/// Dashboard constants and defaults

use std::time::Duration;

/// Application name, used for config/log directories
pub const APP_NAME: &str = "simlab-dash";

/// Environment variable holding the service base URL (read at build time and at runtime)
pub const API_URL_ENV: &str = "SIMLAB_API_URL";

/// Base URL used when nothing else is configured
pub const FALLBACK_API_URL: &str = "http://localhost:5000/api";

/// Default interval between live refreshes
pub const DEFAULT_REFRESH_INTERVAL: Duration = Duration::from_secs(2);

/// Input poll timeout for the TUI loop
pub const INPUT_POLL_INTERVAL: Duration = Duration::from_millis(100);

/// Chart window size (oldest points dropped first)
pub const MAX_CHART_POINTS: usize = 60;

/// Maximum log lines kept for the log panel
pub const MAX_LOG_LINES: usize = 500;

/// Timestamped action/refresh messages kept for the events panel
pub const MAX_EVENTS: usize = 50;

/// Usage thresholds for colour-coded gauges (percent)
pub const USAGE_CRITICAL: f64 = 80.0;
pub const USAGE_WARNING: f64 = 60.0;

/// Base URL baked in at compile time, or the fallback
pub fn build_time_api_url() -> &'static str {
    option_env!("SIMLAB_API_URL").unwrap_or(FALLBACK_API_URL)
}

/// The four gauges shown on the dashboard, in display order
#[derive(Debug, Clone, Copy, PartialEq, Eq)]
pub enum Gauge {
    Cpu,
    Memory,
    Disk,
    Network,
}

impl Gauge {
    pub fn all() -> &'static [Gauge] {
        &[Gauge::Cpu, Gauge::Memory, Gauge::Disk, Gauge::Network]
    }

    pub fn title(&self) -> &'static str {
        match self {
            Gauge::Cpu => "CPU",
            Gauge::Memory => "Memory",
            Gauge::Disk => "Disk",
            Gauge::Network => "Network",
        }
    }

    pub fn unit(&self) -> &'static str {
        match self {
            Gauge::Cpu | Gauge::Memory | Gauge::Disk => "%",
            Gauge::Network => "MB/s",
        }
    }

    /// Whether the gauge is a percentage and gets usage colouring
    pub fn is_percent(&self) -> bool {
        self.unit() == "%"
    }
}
----------
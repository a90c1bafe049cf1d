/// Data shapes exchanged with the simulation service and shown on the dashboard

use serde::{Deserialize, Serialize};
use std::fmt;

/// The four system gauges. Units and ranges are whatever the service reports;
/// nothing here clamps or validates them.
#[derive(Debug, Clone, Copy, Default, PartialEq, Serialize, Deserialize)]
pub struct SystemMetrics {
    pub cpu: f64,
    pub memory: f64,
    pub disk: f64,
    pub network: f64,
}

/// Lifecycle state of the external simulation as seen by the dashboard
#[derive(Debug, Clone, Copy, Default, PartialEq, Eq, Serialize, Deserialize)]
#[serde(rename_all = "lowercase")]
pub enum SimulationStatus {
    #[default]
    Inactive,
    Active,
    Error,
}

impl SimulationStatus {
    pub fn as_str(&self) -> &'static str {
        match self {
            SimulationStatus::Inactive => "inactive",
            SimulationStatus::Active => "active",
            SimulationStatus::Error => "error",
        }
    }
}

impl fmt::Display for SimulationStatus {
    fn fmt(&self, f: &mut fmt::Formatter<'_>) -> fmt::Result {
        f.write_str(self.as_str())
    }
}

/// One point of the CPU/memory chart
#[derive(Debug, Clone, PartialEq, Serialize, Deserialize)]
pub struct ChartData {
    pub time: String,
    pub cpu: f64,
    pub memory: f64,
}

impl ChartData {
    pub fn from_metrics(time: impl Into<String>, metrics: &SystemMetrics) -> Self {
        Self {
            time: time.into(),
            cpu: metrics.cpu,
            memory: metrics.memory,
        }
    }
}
----------
**Work instruction**. Everything from the line with "constants and defaults" through the line with "pub const USAGE_WARNING: f64 = 60.0;" in the listing above must be retyped exactly, with nothing added.

**Exercise response**.
/// Dashboard constants and defaults

use std::time::Duration;

/// Application name, used for config/log directories
pub const APP_NAME: &str = "simlab-dash";

/// Environment variable holding the service base URL (read at build time and at runtime)
pub const API_URL_ENV: &str = "SIMLAB_API_URL";

/// Base URL used when nothing else is configured
pub const FALLBACK_API_URL: &str = "http://localhost:5000/api";

/// Default interval between live refreshes
pub const DEFAULT_REFRESH_INTERVAL: Duration = Duration::from_secs(2);

/// Input poll timeout for the TUI loop
pub const INPUT_POLL_INTERVAL: Duration = Duration::from_millis(100);

/// Chart window size (oldest points dropped first)
pub const MAX_CHART_POINTS: usize = 60;

/// Maximum log lines kept for the log panel
pub const MAX_LOG_LINES: usize = 500;

/// Timestamped action/refresh messages kept for the events panel
pub const MAX_EVENTS: usize = 50;

/// Usage thresholds for colour-coded gauges (percent)
pub const USAGE_CRITICAL: f64 = 80.0;
pub const USAGE_WARNING: f64 = 60.0;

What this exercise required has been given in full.